Turkey culls poultry to stem spread of bird flu-TV
Posted on: Sunday, 9 October 2005, 10:28 CDT
By Gareth Jones
ANKARA (Reuters) - Turkey culled about 1,500 chickens and turkeys overnight to prevent the spread of avian flu after reporting its first outbreak of the disease on a farm near the Aegean Sea, NTV private television said on Sunday.
The authorities have also imposed a 3 km (2 miles) quarantine zone around the affected farm, where nearly 2,000 turkeys died of the globally feared disease on Tuesday and Wednesday, the station said.
"At the moment this is not a situation which should cause (ordinary citizens) any worry. At the moment, there is no question of having household pets put down," the state Anatolian news agency quoted local official Resul Celik as saying.
"What matters for us is the farm where the outbreak occurred and the 3 km quarantine area," he said.
Farm and Health Ministry officials were not immediately available to comment on the reports and it was not clear why the reports of the outbreak only surfaced on Saturday evening.
"Last night, some 1,500 birds were slaughtered," NTV said. The authorities have drawn up a national action plan, it said, but gave no details.
Anatolian said veterinary teams had killed 600 turkeys overnight in one farm alone in the affected area of northwestern Turkey as a precautionary measure. The birds were buried in lime-drenched pits, it said.
The culling will resume on Sunday evening, the agency said.
Veterinary experts are carrying out tests to determine what strain of bird flu has struck in Turkey.
The H5N1 avian influenza virus has killed millions of birds across Asia and infected 116 people, killing more than 60 of them. Scientists fear the virus, currently known to pass to humans from birds, could mutate and be passed among humans.
The Hurriyet newspaper said up to 16,000 animals would be slaughtered but could be sold if tests certified that they had not been infected with the disease.

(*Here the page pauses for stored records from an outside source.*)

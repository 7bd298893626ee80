//! Real-time pacing of chunk emission.
//!
//! The pacer compares the frames implied by elapsed wall time since the pass baseline
//! (`floor(elapsed * rate)`) with the frames already emitted. A chunk is released only once a
//! full chunk of playback time is owed, so emission never runs ahead of real time. When the
//! caller falls behind, the backlog authorizes chunks back-to-back until it is paid off;
//! frames are never skipped, only the waits between chunks shrink.

use std::time::Duration;

use crate::clock::Clock;
use crate::format::frames_to_duration;

/// Lower bound for a single back-off so waiting never degrades into a spin.
pub const MIN_BACKOFF: Duration = Duration::from_micros(100);
/// Upper bound for a single back-off; also bounds how late a stop request is seen.
pub const MAX_BACKOFF: Duration = Duration::from_millis(5);

/// Baseline and progress of one pass.
#[derive(Clone, Copy, Debug, PartialEq, Eq)]
pub struct PacerState {
    /// Clock reading at pass start (possibly moved forward by catch-up forgiveness).
    pub baseline: Duration,
    /// Frames emitted since `baseline`.
    pub emitted_frames: u64,
}

/// Answer to a poll.
#[derive(Clone, Copy, Debug, PartialEq, Eq)]
pub enum Poll {
    /// Emit exactly one chunk of this many frames.
    Emit { frames: usize },
    /// Nothing is due yet; back off for this long before polling again.
    Wait(Duration),
}

pub struct Pacer<C> {
    clock: C,
    rate_hz: u32,
    chunk_frames: usize,
    max_lag_frames: Option<u64>,
    state: PacerState,
    forgiven_frames: u64,
}

impl<C: Clock> Pacer<C> {
    /// Create a pacer and start its first pass at the current clock reading.
    pub fn new(clock: C, rate_hz: u32, chunk_frames: usize) -> Self {
        let baseline = clock.now();
        Self {
            clock,
            rate_hz: rate_hz.max(1),
            chunk_frames: chunk_frames.max(1),
            max_lag_frames: None,
            state: PacerState {
                baseline,
                emitted_frames: 0,
            },
            forgiven_frames: 0,
        }
    }

    /// Bound the catch-up backlog to `chunks` chunks; `None` keeps it unbounded.
    pub fn with_max_catchup_chunks(mut self, chunks: Option<usize>) -> Self {
        self.max_lag_frames =
            chunks.map(|c| (c.max(1) as u64).saturating_mul(self.chunk_frames as u64));
        self
    }

    /// Reset the baseline to now and the emitted count to zero.
    pub fn start_pass(&mut self) {
        self.state = PacerState {
            baseline: self.clock.now(),
            emitted_frames: 0,
        };
    }

    pub fn state(&self) -> PacerState {
        self.state
    }

    pub fn chunk_frames(&self) -> usize {
        self.chunk_frames
    }

    /// Playback time covered by one chunk.
    pub fn chunk_duration(&self) -> Duration {
        frames_to_duration(self.chunk_frames as u64, self.rate_hz)
    }

    /// Total frames whose emission was postponed by the catch-up bound.
    pub fn forgiven_frames(&self) -> u64 {
        self.forgiven_frames
    }

    /// `floor(elapsed * rate)` for the current pass.
    pub fn target_frames(&self) -> u64 {
        let elapsed = self.clock.now().saturating_sub(self.state.baseline);
        let frames = elapsed.as_nanos() * self.rate_hz as u128 / 1_000_000_000;
        u64::try_from(frames).unwrap_or(u64::MAX)
    }

    /// Frames owed to the consumer right now.
    pub fn backlog(&self) -> u64 {
        self.target_frames()
            .saturating_sub(self.state.emitted_frames)
    }

    /// Decide whether the next chunk may be emitted.
    pub fn poll(&mut self) -> Poll {
        let mut backlog = self.backlog();

        if let Some(max_lag) = self.max_lag_frames {
            if backlog > max_lag {
                let excess = backlog - max_lag;
                self.state.baseline += frames_to_duration(excess, self.rate_hz);
                self.forgiven_frames = self.forgiven_frames.saturating_add(excess);
                tracing::warn!(
                    backlog_frames = backlog,
                    forgiven_frames = excess,
                    "pacer fell behind beyond catch-up bound; re-anchoring baseline"
                );
                backlog = self.backlog();
            }
        }

        let chunk = self.chunk_frames as u64;
        if backlog >= chunk {
            Poll::Emit {
                frames: self.chunk_frames,
            }
        } else {
            Poll::Wait(self.backoff_for(chunk - backlog))
        }
    }

    /// Account for `frames` frames actually handed to the sink.
    pub fn record_emitted(&mut self, frames: usize) {
        self.state.emitted_frames = self.state.emitted_frames.saturating_add(frames as u64);
    }

    /// Suspend on the pacer's clock.
    pub fn wait(&self, d: Duration) {
        self.clock.sleep(d);
    }

    /// Time until `missing` more frames are owed, bounded by a quarter chunk and [`MAX_BACKOFF`].
    fn backoff_for(&self, missing: u64) -> Duration {
        let nanos = (missing as u128 * 1_000_000_000).div_ceil(self.rate_hz as u128);
        let due = Duration::from_nanos(u64::try_from(nanos).unwrap_or(u64::MAX));
        let cap = (self.chunk_duration() / 4).clamp(MIN_BACKOFF, MAX_BACKOFF);
        due.clamp(MIN_BACKOFF, cap)
    }
}
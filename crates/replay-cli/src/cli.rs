use std::net::SocketAddr;
use std::path::PathBuf;

use clap::{Parser, Subcommand};
use pcm_replay::OutputTarget;

const VERSION: &str = concat!(
    env!("CARGO_PKG_VERSION"),
    " (",
    env!("GIT_SHA"),
    ", ",
    env!("BUILD_DATE"),
    ")"
);

#[derive(Parser, Debug)]
#[command(name = "pcm-replay", version = VERSION, about = "Replay PCM audio files in real time")]
pub struct Args {
    #[command(subcommand)]
    pub cmd: Command,
}

#[derive(Subcommand, Debug)]
pub enum Command {
    /// Replay a file at its nominal rate to a receiver, file or stdout
    Stream(StreamArgs),

    /// Accept replay streams over TCP and play them on an output device
    Receive(ReceiveArgs),

    /// List output devices and exit
    ListDevices,
}

#[derive(clap::Args, Debug)]
pub struct StreamArgs {
    /// Path to a WAV file (or headerless PCM with --raw)
    pub path: PathBuf,

    /// Where to send the stream: `-` (stdout), `tcp://host:port`, or a file path
    #[arg(long, short, default_value = "-", value_parser = OutputTarget::parse)]
    pub output: OutputTarget,

    /// Stream name attached to the metadata
    #[arg(long, default_value = "audio")]
    pub name: String,

    /// Stream type label attached to the metadata
    #[arg(long = "type", default_value = "audio")]
    pub kind: String,

    /// Frames released per chunk (lower => smoother pacing, higher => less overhead)
    #[arg(long, default_value_t = 256)]
    pub chunk: usize,

    /// Restart from the first frame at end of file, until interrupted
    #[arg(long = "loop")]
    pub loop_playback: bool,

    /// Largest backlog, in chunks, released back-to-back after a stall (default: unbounded)
    #[arg(long)]
    pub max_catchup_chunks: Option<usize>,

    /// Treat the input as headerless interleaved little-endian PCM
    #[arg(long, requires_all = ["raw_rate", "raw_channels"])]
    pub raw: bool,

    /// Frame rate of raw input in Hz
    #[arg(long)]
    pub raw_rate: Option<u32>,

    /// Channel count of raw input
    #[arg(long)]
    pub raw_channels: Option<u16>,

    /// Bits per sample of raw input (8, 16, 24 or 32)
    #[arg(long, default_value_t = 16)]
    pub raw_bits: u16,
}

#[derive(clap::Args, Debug)]
pub struct ReceiveArgs {
    /// Listen address, e.g. 0.0.0.0:5700
    #[arg(long, default_value = "0.0.0.0:5700")]
    pub bind: SocketAddr,

    /// Use a specific output device by substring match
    #[arg(long)]
    pub device: Option<String>,

    /// Receive buffer target in seconds
    #[arg(long, default_value_t = 2.0)]
    pub buffer_seconds: f32,
}

#[cfg(test)]
mod tests {
    use super::*;
    use clap::CommandFactory;

    #[test]
    fn command_definition_is_consistent() {
        Args::command().debug_assert();
    }

    #[test]
    fn stream_defaults() {
        let args = Args::try_parse_from(["pcm-replay", "stream", "take.wav"]).unwrap();
        let Command::Stream(s) = args.cmd else {
            panic!("expected stream command");
        };
        assert_eq!(s.path, PathBuf::from("take.wav"));
        assert_eq!(s.output, OutputTarget::Stdout);
        assert_eq!(s.name, "audio");
        assert_eq!(s.kind, "audio");
        assert_eq!(s.chunk, 256);
        assert!(!s.loop_playback);
        assert_eq!(s.max_catchup_chunks, None);
        assert!(!s.raw);
    }

    #[test]
    fn stream_options() {
        let args = Args::try_parse_from([
            "pcm-replay",
            "stream",
            "take.wav",
            "--output",
            "tcp://10.0.0.2:5700",
            "--type",
            "EEG",
            "--chunk",
            "64",
            "--loop",
            "--max-catchup-chunks",
            "8",
        ])
        .unwrap();
        let Command::Stream(s) = args.cmd else {
            panic!("expected stream command");
        };
        assert_eq!(s.output, OutputTarget::Tcp("10.0.0.2:5700".into()));
        assert_eq!(s.kind, "EEG");
        assert_eq!(s.chunk, 64);
        assert!(s.loop_playback);
        assert_eq!(s.max_catchup_chunks, Some(8));
    }

    #[test]
    fn raw_requires_layout() {
        assert!(Args::try_parse_from(["pcm-replay", "stream", "x.pcm", "--raw"]).is_err());
        let args = Args::try_parse_from([
            "pcm-replay",
            "stream",
            "x.pcm",
            "--raw",
            "--raw-rate",
            "8000",
            "--raw-channels",
            "1",
        ])
        .unwrap();
        let Command::Stream(s) = args.cmd else {
            panic!("expected stream command");
        };
        assert_eq!(s.raw_bits, 16);
        assert_eq!(s.raw_rate, Some(8_000));
    }

    #[test]
    fn bad_tcp_target_is_rejected() {
        assert!(
            Args::try_parse_from(["pcm-replay", "stream", "x.wav", "-o", "tcp://nohost"]).is_err()
        );
    }

    #[test]
    fn receive_defaults() {
        let args = Args::try_parse_from(["pcm-replay", "receive"]).unwrap();
        let Command::Receive(r) = args.cmd else {
            panic!("expected receive command");
        };
        assert_eq!(r.bind.port(), 5700);
        assert_eq!(r.device, None);
        assert_eq!(r.buffer_seconds, 2.0);
    }
}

The affected district of Kiziksa will remain under quarantine for 21 days, newspapers said. Stray dogs in the area are being killed as a precaution, they said.
MIGRATORY BIRDS
Officials say the infected turkeys in Kiziksa probably contracted the disease from migratory birds heading for a nearby natural park called Bird Paradise. The migratory birds come from Russia's Ural mountains, they said.
Russia has been badly hit by avian flu, which recently killed 100,000 birds in one large industrial farm in the Southern Urals, though the outbreak now appears to be petering out with the departure of migratory birds ahead of winter.
Romania reported its first case of avian flu on Friday but was still trying to establish whether the virus found in domestic birds in its Danube delta was harmful to humans.
Agriculture Minister George Flutur told state radio on Sunday that scientists had so far been unable to isolate the virus in the suspect birds, indicating it was less likely to be a virulent strain.
The European Commission said on Sunday it was following developments in Romania and Turkey, and was in close contact with the EU hopefuls and member states.
"We're looking into it to establish the facts ... the Turkish and Romanian case are two different ones," a spokesman for the EU Commission said.
Hurriyet quoted Mehmet Eksen, owner of the stricken Turkish farm, as saying he now feared for his own health.
"I cried when I witnessed the death of my turkeys. I cannot forget those moments ... But now I think of myself and what will happen to my health. I cannot go near my wife and children," the paper quoted Eksen as saying.
The World Health Organization warned last month that bird flu was moving toward a form that could be passed between humans and the world had no time to waste to prevent a pandemic.